Ha frequentato l’Accademia Militare di Modena, “l’università” in cui si formano i militari futuri ufficiali. Ha compiuto quattro missioni: una volta in Kosovo, due in Libano (a Beirut) e una in Afghanistan. La missione in Kosovo è durata quattro mesi, le due in Libano sette mesi ciascuna e quella in Afghanistan un mese. E’ dovuto partire in seguito alla domanda da parte dell’Esercito per andare in questi Paesi che erano in crisi e che sono stati aiutati da contingenti militari di cui Marco faceva parte. «La mia missione in Kosovo è avvenuta in un periodo in cui la situazione era molto più tranquilla rispetto alle fasi iniziali del conflitto – racconta Marco – mentre durante quella in Libano la circostanza era sicuramente più delicata: il conflitto con Israele del 2007 era finito da poco e rischio era considerevole.

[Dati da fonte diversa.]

//! SQLite persistence for the log, the clock mark, and the tree.
//!
//! Everything here is reconstructible: the `mutations` table is the
//! authority, and the cached tree blob is validated against it on load.

use crate::error::{OplogError, OplogResult};
use offgrid_merkle::MerkleTree;
use offgrid_types::{MutationRecord, NodeId, Timestamp};
use rusqlite::{params, Connection, OptionalExtension};
use std::path::Path;
use std::sync::{Arc, Mutex};

const META_NODE_ID: &str = "node_id";
const META_LAST_TIMESTAMP: &str = "last_timestamp";
const META_MERKLE: &str = "merkle";

/// Persistent store for one replica's local state.
pub struct LogStore {
    conn: Arc<Mutex<Connection>>,
}

impl LogStore {
    /// Opens (or creates) a store at the given path.
    pub fn open(path: &Path) -> OplogResult<Self> {
        let conn = Connection::open(path)
            .map_err(|e| OplogError::Storage(format!("failed to open log store: {e}")))?;
        Self::with_connection(conn)
    }

    /// Opens an in-memory store (for testing).
    pub fn open_in_memory() -> OplogResult<Self> {
        let conn = Connection::open_in_memory()
            .map_err(|e| OplogError::Storage(format!("failed to open in-memory store: {e}")))?;
        Self::with_connection(conn)
    }

    fn with_connection(conn: Connection) -> OplogResult<Self> {
        let store = Self {
            conn: Arc::new(Mutex::new(conn)),
        };
        store.init_schema()?;
        Ok(store)
    }

    fn init_schema(&self) -> OplogResult<()> {
        let conn = self.conn.lock().unwrap();
        conn.execute_batch(
            "
            CREATE TABLE IF NOT EXISTS mutations (
                ts TEXT PRIMARY KEY,
                record TEXT NOT NULL
            );

            CREATE TABLE IF NOT EXISTS meta (
                key TEXT PRIMARY KEY,
                value TEXT NOT NULL
            );
            ",
        )
        .map_err(|e| OplogError::Storage(format!("failed to init schema: {e}")))?;
        Ok(())
    }

    // ── Mutation log ─────────────────────────────────────────────

    /// Appends a record. Idempotent: re-appending the same identity is a
    /// no-op, never an overwrite.
    pub fn append(&self, record: &MutationRecord) -> OplogResult<()> {
        let json = serde_json::to_string(record)
            .map_err(|e| OplogError::Storage(format!("failed to encode record: {e}")))?;
        let conn = self.conn.lock().unwrap();
        conn.execute(
            "INSERT OR IGNORE INTO mutations (ts, record) VALUES (?1, ?2)",
            params![record.timestamp.to_string(), json],
        )?;
        Ok(())
    }

    /// Loads every record in timestamp order.
    ///
    /// An unreadable row is corruption of the authoritative structure and
    /// is surfaced, not skipped.
    pub fn load_records(&self) -> OplogResult<Vec<MutationRecord>> {
        let conn = self.conn.lock().unwrap();
        let mut stmt = conn.prepare("SELECT record FROM mutations ORDER BY ts")?;
        let rows = stmt.query_map([], |row| row.get::<_, String>(0))?;

        let mut records = Vec::new();
        for row in rows {
            let json = row?;
            let record: MutationRecord = serde_json::from_str(&json)
                .map_err(|e| OplogError::Corruption(format!("unreadable log record: {e}")))?;
            records.push(record);
        }
        Ok(records)
    }

    /// Number of persisted records.
    pub fn record_count(&self) -> OplogResult<u64> {
        let conn = self.conn.lock().unwrap();
        let count: i64 = conn.query_row("SELECT COUNT(*) FROM mutations", [], |row| row.get(0))?;
        Ok(count as u64)
    }

    // ── Clock and identity ───────────────────────────────────────

    /// Persists the clock's high-water mark.
    pub fn save_clock(&self, last: &Timestamp) -> OplogResult<()> {
        self.put_meta(META_LAST_TIMESTAMP, &last.to_string())
    }

    /// Loads the clock's high-water mark, if one was saved.
    pub fn load_clock(&self) -> OplogResult<Option<Timestamp>> {
        match self.get_meta(META_LAST_TIMESTAMP)? {
            Some(s) => s
                .parse::<Timestamp>()
                .map(Some)
                .map_err(|e| OplogError::Corruption(format!("unreadable clock mark: {e}"))),
            None => Ok(None),
        }
    }

    /// Persists this replica's node id.
    pub fn save_node_id(&self, node: &NodeId) -> OplogResult<()> {
        self.put_meta(META_NODE_ID, &node.to_string())
    }

    /// Loads this replica's node id, if one was saved.
    pub fn load_node_id(&self) -> OplogResult<Option<NodeId>> {
        match self.get_meta(META_NODE_ID)? {
            Some(s) => NodeId::parse(&s)
                .map(Some)
                .map_err(|e| OplogError::Corruption(format!("unreadable node id: {e}"))),
            None => Ok(None),
        }
    }

    // ── Merkle cache ─────────────────────────────────────────────

    /// Persists the tree (leaves only).
    pub fn save_merkle(&self, tree: &MerkleTree) -> OplogResult<()> {
        let json = serde_json::to_string(tree)
            .map_err(|e| OplogError::Storage(format!("failed to encode tree: {e}")))?;
        self.put_meta(META_MERKLE, &json)
    }

    /// Loads the persisted tree.
    ///
    /// Returns `Err(Corruption)` when a blob exists but cannot be decoded;
    /// the caller recovers by rebuilding from the log.
    pub fn load_merkle(&self) -> OplogResult<Option<MerkleTree>> {
        match self.get_meta(META_MERKLE)? {
            Some(json) => serde_json::from_str(&json)
                .map(Some)
                .map_err(|e| OplogError::Corruption(format!("unreadable merkle cache: {e}"))),
            None => Ok(None),
        }
    }

    // ── Reset ────────────────────────────────────────────────────

    /// Erases every persisted row. Irreversible.
    pub fn wipe(&self) -> OplogResult<()> {
        let conn = self.conn.lock().unwrap();
        conn.execute_batch("DELETE FROM mutations; DELETE FROM meta;")
            .map_err(|e| OplogError::Storage(format!("failed to wipe store: {e}")))?;
        Ok(())
    }

    fn put_meta(&self, key: &str, value: &str) -> OplogResult<()> {
        let conn = self.conn.lock().unwrap();
        conn.execute(
            "INSERT INTO meta (key, value) VALUES (?1, ?2)
             ON CONFLICT(key) DO UPDATE SET value = excluded.value",
            params![key, value],
        )?;
        Ok(())
    }

    fn get_meta(&self, key: &str) -> OplogResult<Option<String>> {
        let conn = self.conn.lock().unwrap();
        let value = conn
            .query_row("SELECT value FROM meta WHERE key = ?1", params![key], |row| {
                row.get::<_, String>(0)
            })
            .optional()?;
        Ok(value)
    }
}
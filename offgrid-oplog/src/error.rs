//! Error types for the log and merge layer.

use offgrid_types::ClockError;
use thiserror::Error;

/// Result type for log and merge operations.
pub type OplogResult<T> = Result<T, OplogError>;

/// Errors that can occur in log and merge operations.
#[derive(Debug, Error)]
pub enum OplogError {
    /// A record failed shape validation. Rejected before log insertion.
    #[error("malformed record: {0}")]
    MalformedRecord(String),

    /// A record's signature did not verify against the owner key.
    /// Rejected before log insertion.
    #[error("record signature mismatch")]
    SignatureMismatch,

    /// A record's timestamp violated the clock's drift bound.
    #[error(transparent)]
    Clock(#[from] ClockError),

    /// The persistence layer failed.
    #[error("storage error: {0}")]
    Storage(String),

    /// Persisted cached state was unreadable. Recovered by replaying the
    /// log to rebuild the snapshot and tree.
    #[error("corrupt persisted state: {0}")]
    Corruption(String),

    /// Cryptographic failure outside signature verification.
    #[error(transparent)]
    Crypto(#[from] offgrid_crypto::CryptoError),

    /// Encoding failure.
    #[error(transparent)]
    Types(#[from] offgrid_types::Error),
}

impl From<rusqlite::Error> for OplogError {
    fn from(e: rusqlite::Error) -> Self {
        Self::Storage(e.to_string())
    }
}
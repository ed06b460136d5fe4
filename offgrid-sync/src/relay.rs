//! The relay abstraction and an in-process counterpart.

use crate::error::{SyncError, SyncResult};
use crate::protocol::{
    ExchangeRequest, ExchangeResponse, FingerprintRequest, SealedRecord, TreeFingerprint,
    PROTOCOL_VERSION,
};
use async_trait::async_trait;
use offgrid_crypto::Envelope;
use offgrid_merkle::MerkleTree;
use offgrid_types::{OwnerId, Timestamp};
use std::collections::{BTreeMap, HashMap};
use std::sync::atomic::{AtomicU32, Ordering};
use tokio::sync::Mutex;

/// The remote counterpart of a sync round.
///
/// Both operations are idempotent and safe to retry: a fingerprint is a
/// pure read, and re-sending an exchange re-stores records the relay
/// already holds. The sync client leans on this for backoff-and-resume.
#[async_trait]
pub trait RelayClient: Send + Sync {
    /// Fetches the remote tree fingerprint, optionally probing nodes for
    /// their child summaries.
    async fn get_fingerprint(
        &self,
        owner: OwnerId,
        request: FingerprintRequest,
    ) -> SyncResult<TreeFingerprint>;

    /// Stores our sealed records for the given ranges and returns the
    /// remote's sealed records in those ranges.
    async fn exchange_buckets(
        &self,
        owner: OwnerId,
        request: ExchangeRequest,
    ) -> SyncResult<ExchangeResponse>;
}

/// Per-owner state held by the in-process relay.
#[derive(Default)]
struct OwnerShelf {
    tree: MerkleTree,
    records: BTreeMap<Timestamp, Envelope>,
}

/// An in-process relay: the same storage shape a relay server keeps, held
/// in memory. Used by tests and by embedders that want loopback sync
/// between two replicas in one process.
///
/// Mirrors what a real relay can know: timestamps, bucket membership,
/// ciphertext. Nothing else exists on this side of the envelope.
#[derive(Default)]
pub struct MemoryRelay {
    shelves: Mutex<HashMap<OwnerId, OwnerShelf>>,
    /// When non-zero, the next N calls fail with a transient error.
    fail_next: AtomicU32,
}

impl MemoryRelay {
    /// Creates an empty relay.
    #[must_use]
    pub fn new() -> Self {
        Self::default()
    }

    /// Makes the next `calls` relay operations fail with a transient
    /// network error, for retry testing.
    pub fn fail_next(&self, calls: u32) {
        self.fail_next.store(calls, Ordering::SeqCst);
    }

    /// Number of sealed records stored for an owner.
    pub async fn stored_count(&self, owner: OwnerId) -> usize {
        self.shelves
            .lock()
            .await
            .get(&owner)
            .map_or(0, |shelf| shelf.records.len())
    }

    /// Replaces a stored record's payload with garbage, simulating
    /// relay-side tampering or bit rot.
    pub async fn corrupt_record(&self, owner: OwnerId, ts: Timestamp) -> bool {
        let mut shelves = self.shelves.lock().await;
        let Some(shelf) = shelves.get_mut(&owner) else {
            return false;
        };
        match shelf.records.get_mut(&ts) {
            Some(envelope) => {
                for byte in &mut envelope.ciphertext {
                    *byte ^= 0x5a;
                }
                true
            }
            None => false,
        }
    }

    fn check_fault(&self) -> SyncResult<()> {
        let remaining = self.fail_next.load(Ordering::SeqCst);
        if remaining > 0 {
            self.fail_next.store(remaining - 1, Ordering::SeqCst);
            return Err(SyncError::Network("injected fault".to_string()));
        }
        Ok(())
    }
}

#[async_trait]
impl RelayClient for MemoryRelay {
    async fn get_fingerprint(
        &self,
        owner: OwnerId,
        request: FingerprintRequest,
    ) -> SyncResult<TreeFingerprint> {
        self.check_fault()?;
        let mut shelves = self.shelves.lock().await;
        let shelf = shelves.entry(owner).or_default();

        let mut children = Vec::new();
        for node in &request.probe {
            children.extend(shelf.tree.child_summaries(*node));
        }

        Ok(TreeFingerprint {
            version: PROTOCOL_VERSION,
            merkle_root: shelf.tree.root(),
            record_count: shelf.tree.record_count(),
            children,
        })
    }

    async fn exchange_buckets(
        &self,
        owner: OwnerId,
        request: ExchangeRequest,
    ) -> SyncResult<ExchangeResponse> {
        self.check_fault()?;
        let mut shelves = self.shelves.lock().await;
        let shelf = shelves.entry(owner).or_default();

        // Store what the caller sent. Idempotent by record identity.
        let mut received = Vec::with_capacity(request.records.len());
        for sealed in request.records {
            received.push(sealed.timestamp);
            if shelf.tree.insert(&sealed.timestamp) {
                shelf.records.insert(sealed.timestamp, sealed.payload);
            }
        }

        // Return everything we hold in the ranges that did not just
        // arrive from the caller.
        let mut records = Vec::new();
        for range in &request.ranges {
            for ts in shelf.tree.timestamps_in_range(range) {
                if received.contains(&ts) {
                    continue;
                }
                if let Some(payload) = shelf.records.get(&ts) {
                    records.push(SealedRecord {
                        timestamp: ts,
                        payload: payload.clone(),
                    });
                }
            }
        }

        Ok(ExchangeResponse {
            version: PROTOCOL_VERSION,
            records,
        })
    }
}
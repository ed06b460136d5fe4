//! Append-only mutation log, LWW merge engine, and replica state.
//!
//! This crate is the heart of the replication core. A [`Replica`] owns,
//! for one dataset on one device:
//!
//! - the [`HlcClock`](offgrid_types::HlcClock) that stamps local writes,
//! - the append-only [`MutationLog`] — the only authoritative structure,
//! - the derived [`Snapshot`] of current cell winners,
//! - the [`MerkleTree`](offgrid_merkle::MerkleTree) summarizing the log,
//! - optional SQLite persistence via [`LogStore`].
//!
//! Merging is per-cell last-writer-wins over the timestamp total order,
//! which makes it commutative, associative, and idempotent: any ordering
//! or repetition of the same record set converges to the same snapshot.
//!
//! Local append/merge for one replica is single-writer: `Replica` takes
//! `&mut self` for every mutation, and the embedding layer serializes
//! access (the sync client uses an async mutex held only across local
//! steps, never across network awaits).

mod error;
mod log;
mod replica;
mod snapshot;
mod store;

pub use error::{OplogError, OplogResult};
pub use log::MutationLog;
pub use replica::{LocalCommit, MergeOutcome, Replica, WipeConfirmation};
pub use snapshot::{CellChange, CellKey, CellState, Snapshot};
pub use store::LogStore;
//! Relay sync protocol and transport client for Offgrid.
//!
//! Reconciliation is driven entirely from the device side against a relay
//! that never sees plaintext:
//!
//! 1. **Fingerprint**: exchange Merkle root hashes; equal roots mean the
//!    logs are identical and the round ends.
//! 2. **Narrowing**: breadth-first exchange of child-level hashes, down
//!    to the leaf buckets that actually differ.
//! 3. **Exchange**: sealed record batches for the divergent bucket
//!    ranges, bidirectionally, resuming range by range.
//!
//! Because merge is idempotent and commutative, every step is safe to
//! retry, repeat, or abandon halfway: partial progress is kept, never
//! corrupting. Local reads and writes never block on any of this.
//!
//! The remote counterpart is abstracted by [`RelayClient`] as two
//! idempotent operations; [`HttpRelayClient`] binds them to a relay
//! server over HTTPS and [`MemoryRelay`] provides an in-process
//! counterpart for tests and loopback sync.

mod client;
mod error;
mod http;
mod protocol;
mod relay;

pub use client::{ChangeSink, RoundReport, SyncClient, SyncConfig};
pub use error::{SyncError, SyncResult};
pub use http::{HttpRelayClient, KEY_HEADER, SIGNATURE_HEADER};
pub use protocol::{
    ExchangeRequest, ExchangeResponse, FingerprintRequest, SealedRecord, TreeFingerprint,
    PROTOCOL_VERSION,
};
pub use relay::{MemoryRelay, RelayClient};
//! Bucketed Merkle synchronization tree.
//!
//! The tree summarizes a mutation log so two replicas can find where their
//! logs diverge while exchanging only hashes:
//!
//! - Leaves partition the timestamp millis axis into fixed-width buckets.
//! - A leaf hash covers the ordered timestamps (record identities) in its
//!   bucket; an internal node hashes its ordered, index-tagged children.
//! - The root summarizes the whole log: identical logs produce identical
//!   roots regardless of device or insertion order.
//!
//! Inserts only mark the leaf-to-root path dirty; hashes are recomputed
//! lazily the next time the tree is read, so a burst of local writes costs
//! one rehash of the touched path.

mod diff;
mod tree;

pub use diff::{coalesce_ranges, diff_children, BucketRange, ChildDiff, NodeRef, NodeSummary};
pub use tree::{MerkleConfig, MerkleError, MerkleTree, NodeHash, FAN_OUT};
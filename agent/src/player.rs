//! The externally-visible NoGo agent.
//!
//! One [`Player`] serves one episode side. Per move request it routes to
//! the uniformly random baseline, the single-threaded MCTS driver, or the
//! root-parallel driver, according to its `search` property.

use std::time::Duration;

use games_nogo::{Board, Color, Place};
use mcts::{MctsSearch, ParallelSearch, PlayoutPolicy, SearchConfig, SearchError};
use rand::{Rng, SeedableRng};
use rand_chacha::ChaCha20Rng;
use thiserror::Error;
use tracing::debug;

use crate::properties::Properties;

/// Characters a display name may not contain (besides whitespace, which
/// tokenization already rules out).
const FORBIDDEN_NAME_CHARS: &str = "[]():;";

/// Construction-time configuration failures. There are no recoverable
/// runtime errors: once a player is built, every move request succeeds or
/// returns the resignation sentinel.
#[derive(Debug, Error)]
pub enum AgentError {
    #[error("invalid name: {0}")]
    InvalidName(String),

    #[error("invalid role: {0}")]
    InvalidRole(String),

    #[error(transparent)]
    Search(#[from] SearchError),
}

/// Move-selection strategy, from the `search` property.
#[derive(Debug, Clone, Copy, PartialEq, Eq)]
enum SearchMode {
    Random,
    Mcts,
    ParallelMcts,
}

/// NoGo playing agent.
///
/// The RNG persists across [`Player::take_action`] calls within an
/// episode, so successive searches draw fresh seeds; the search tree
/// itself never outlives one call.
pub struct Player {
    name: String,
    color: Color,
    mode: SearchMode,
    rng: ChaCha20Rng,
    playout: PlayoutPolicy,
    search: MctsSearch,
    parallel: Option<ParallelSearch>,
}

impl Player {
    /// Build a player from a flat `key=value` argument string.
    ///
    /// Recognized keys: `name`, `role` (`black` or `white`, required),
    /// `seed`, `search` (`random` | `mcts` | `p-mcts`, default `random`),
    /// `timeout` (per-move cap in ms), `simulation` (fixed iteration
    /// budget), `thread` (worker count for `p-mcts`), `rave` (`1`/`true`
    /// blends RAVE statistics into selection).
    pub fn new(args: &str) -> Result<Self, AgentError> {
        let props = Properties::parse(&format!("name=random role=unknown {args}"));

        let name = props.get("name").unwrap_or_default().to_string();
        if name
            .chars()
            .any(|c| FORBIDDEN_NAME_CHARS.contains(c) || c.is_whitespace())
        {
            return Err(AgentError::InvalidName(name));
        }

        let color = match props.get("role") {
            Some("black") => Color::Black,
            Some("white") => Color::White,
            other => return Err(AgentError::InvalidRole(other.unwrap_or_default().to_string())),
        };

        let rng = match props.get_parsed::<u64>("seed") {
            Some(seed) => ChaCha20Rng::seed_from_u64(seed),
            None => ChaCha20Rng::from_entropy(),
        };

        let mode = match props.get("search") {
            Some("mcts") => SearchMode::Mcts,
            Some("p-mcts") => SearchMode::ParallelMcts,
            _ => SearchMode::Random,
        };

        let mut config = SearchConfig::default();
        if let Some(ms) = props.get_parsed::<u64>("timeout") {
            config = config.with_timeout(Duration::from_millis(ms));
        }
        if let Some(simulations) = props.get_parsed::<u32>("simulation") {
            config = config.with_simulations(simulations);
        }
        if let Some(threads) = props.get_parsed::<usize>("thread") {
            config = config.with_threads(threads);
        }
        if matches!(props.get("rave"), Some("1") | Some("true")) {
            config = config.with_rave();
        }

        // The worker pool is built here so that configuration problems
        // surface at construction, not mid-episode.
        let parallel = (mode == SearchMode::ParallelMcts)
            .then(|| ParallelSearch::new(config.clone()))
            .transpose()?;

        debug!(name = %name, color = %color, ?mode, "player configured");

        Ok(Self {
            name,
            color,
            mode,
            rng,
            playout: PlayoutPolicy::new(),
            search: MctsSearch::new(config),
            parallel,
        })
    }

    pub fn name(&self) -> &str {
        &self.name
    }

    pub fn color(&self) -> Color {
        self.color
    }

    /// Choose a placement for the agent's color on `position`.
    ///
    /// Returns `None` iff the agent has no legal placement; the caller
    /// treats that as resignation.
    pub fn take_action(&mut self, position: &Board) -> Option<Place> {
        let action = match self.mode {
            SearchMode::Random => self.playout.random_move(position, self.color, &mut self.rng),
            SearchMode::Mcts => {
                let seed = self.rng.gen::<u64>();
                let mut rng = ChaCha20Rng::seed_from_u64(seed);
                self.search.choose_move(position, self.color, &mut rng)
            }
            SearchMode::ParallelMcts => {
                let seed = self.rng.gen::<u64>();
                self.parallel
                    .as_ref()
                    .expect("p-mcts players own a worker pool")
                    .choose_move(position, self.color, seed)
            }
        };

        match action {
            Some(mv) => debug!(agent = %self.name, chosen = %mv, "action chosen"),
            None => debug!(agent = %self.name, "no legal placement, resigning"),
        }
        action
    }
}
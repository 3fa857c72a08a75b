//! MCTS benchmarks for performance profiling.
//!
//! Run with: `cargo bench -p mcts`
//!
//! Measures full searches at varying simulation budgets, searches from
//! different game phases, and the hot tree operations (expansion,
//! rollout, backpropagation).

use criterion::{black_box, criterion_group, criterion_main, BenchmarkId, Criterion, Throughput};
use games_nogo::{Board, Color};
use mcts::{MctsSearch, PlayoutPolicy, SearchConfig, SearchTree};
use rand::SeedableRng;
use rand_chacha::ChaCha20Rng;

/// A mid-game position reached by seeded random self-play.
fn midgame_position(seed: u64, plies: usize) -> (Board, Color) {
    let mut playout = PlayoutPolicy::new();
    let mut rng = ChaCha20Rng::seed_from_u64(seed);
    let mut board = Board::new();
    let mut color = Color::Black;

    for _ in 0..plies {
        if playout.play_random(&mut board, color, &mut rng).is_none() {
            break;
        }
        color = color.opponent();
    }
    (board, color)
}

fn bench_search_simulations(c: &mut Criterion) {
    let mut group = c.benchmark_group("mcts_search_simulations");

    for sims in [50u32, 100, 200, 400] {
        group.throughput(Throughput::Elements(sims as u64));
        group.bench_with_input(BenchmarkId::new("empty_board", sims), &sims, |b, &sims| {
            let config = SearchConfig::default().with_simulations(sims);

            b.iter(|| {
                let mut search = MctsSearch::new(config.clone());
                let mut rng = ChaCha20Rng::seed_from_u64(42);
                black_box(search.search(&Board::new(), Color::Black, &mut rng))
            });
        });
    }

    group.finish();
}

fn bench_game_phases(c: &mut Criterion) {
    let mut group = c.benchmark_group("mcts_game_phases");
    let config = SearchConfig::default().with_simulations(200);

    group.bench_function("opening", |b| {
        b.iter(|| {
            let mut search = MctsSearch::new(config.clone());
            let mut rng = ChaCha20Rng::seed_from_u64(42);
            black_box(search.search(&Board::new(), Color::Black, &mut rng))
        });
    });

    let (midgame, to_move) = midgame_position(7, 30);
    group.bench_function("midgame", |b| {
        b.iter(|| {
            let mut search = MctsSearch::new(config.clone());
            let mut rng = ChaCha20Rng::seed_from_u64(42);
            black_box(search.search(&midgame, to_move, &mut rng))
        });
    });

    let rave_config = SearchConfig::default().with_rave().with_simulations(200);
    group.bench_function("opening_rave", |b| {
        b.iter(|| {
            let mut search = MctsSearch::new(rave_config.clone());
            let mut rng = ChaCha20Rng::seed_from_u64(42);
            black_box(search.search(&Board::new(), Color::Black, &mut rng))
        });
    });

    group.finish();
}

fn bench_tree_operations(c: &mut Criterion) {
    let mut group = c.benchmark_group("mcts_tree_ops");

    group.bench_function("expand_empty_root", |b| {
        b.iter(|| {
            let mut tree = SearchTree::new(Board::new(), Color::Black);
            tree.expand(tree.root());
            black_box(tree.len())
        });
    });

    let (midgame, to_move) = midgame_position(11, 40);
    group.bench_function("rollout_midgame", |b| {
        let mut playout = PlayoutPolicy::new();
        let mut rng = ChaCha20Rng::seed_from_u64(42);
        b.iter(|| black_box(playout.rollout(&midgame, to_move, &mut rng)));
    });

    group.bench_function("backup_depth_chain", |b| {
        b.iter_batched(
            || {
                // A short selected path: root -> child -> grandchild.
                let mut tree = SearchTree::new(Board::new(), Color::Black);
                tree.expand(tree.root());
                let child = tree.get(tree.root()).children[0];
                tree.expand(child);
                let grandchild = tree.get(child).children[0];
                (tree, grandchild)
            },
            |(mut tree, leaf)| {
                tree.backup(leaf, Color::Black, 1, 0.5);
                black_box(tree)
            },
            criterion::BatchSize::SmallInput,
        );
    });

    group.finish();
}

criterion_group!(
    benches,
    bench_search_simulations,
    bench_game_phases,
    bench_tree_operations,
);

criterion_main!(benches);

Infatti si sono verificati molti attentati alle truppe ONU e noi per la maggior parte del tempo abbiamo dovuto alloggiare in tende, data la mancanza di strutture in muratura». Poi aggiunge: «I civili del posto, invece, hanno sempre capito subito le nostre intenzioni: portare pace e aiuti, quindi sono sempre stati ben disposti e nelle poche occasioni in cui ci ho avuto a che fare ho avuto riscontri molto positivi».
Marco ha anche voluto esprimere i suoi ricordi e le emozioni provate: «Sicuramente l’emozione che più ho provato è stata la paura, anche se in realtà ho sentito quest’ultima soprattutto prima di fare le missioni, perché una persona quando si trova sul campo riesce a razionalizzare meglio la situazione e gestire la paura che provava nella fase precedente; ma mi sono sentito veramente bene vedendo le persone contente delle nostre azioni e sono stato veramente contento di averli aiutati» e continua dicendo: «Probabilmente il ricordo che più mi è rimasto impresso nella mente è stato un evento organizzato durante la mia prima missione in Libano, che coinvolgeva anche i bambini di un villaggio che era stato aiutato dal nostro contingente: l’immagine degli abbracci che ci davano per averli aiutati si è ’salvata’ automaticamente nei miei ricordi e non se ne andrà mai».
Alessandro Giacomelli, classe 1968, è nato ad Imola e da subito si è appassionato al nuoto.
Nel 1999 smette di nuotare come atleta e inizia ad allenare, ma la voglia di fare sport è ancora tanta così il tempo libero viene impiegato andando a correre o andando in bicicletta, senza abbandonare il nuoto.
Negli stessi anni, nel mondo sta emergendo una nuova disciplina sportiva chiamata Triathlon composta dalla combinazione di tre specialità: nuoto, bici e corsa che trova la sua massima espressione nella gara chiamata Ironman.
L’Ironman è una competizione in cui bisogna nuotare per 3,8 km, poi si sale in sella a una bicicletta per percorrere 180 km e si conclude correndo una maratona, che sono 42,195 km.
Dopo aver fatto più di 100 gare su distanze minori Alessandro Giacomelli nel luglio del 1997 fa il suo primo Ironman che lo farà diventare il primo imolese a cimentarsi su questa specialità.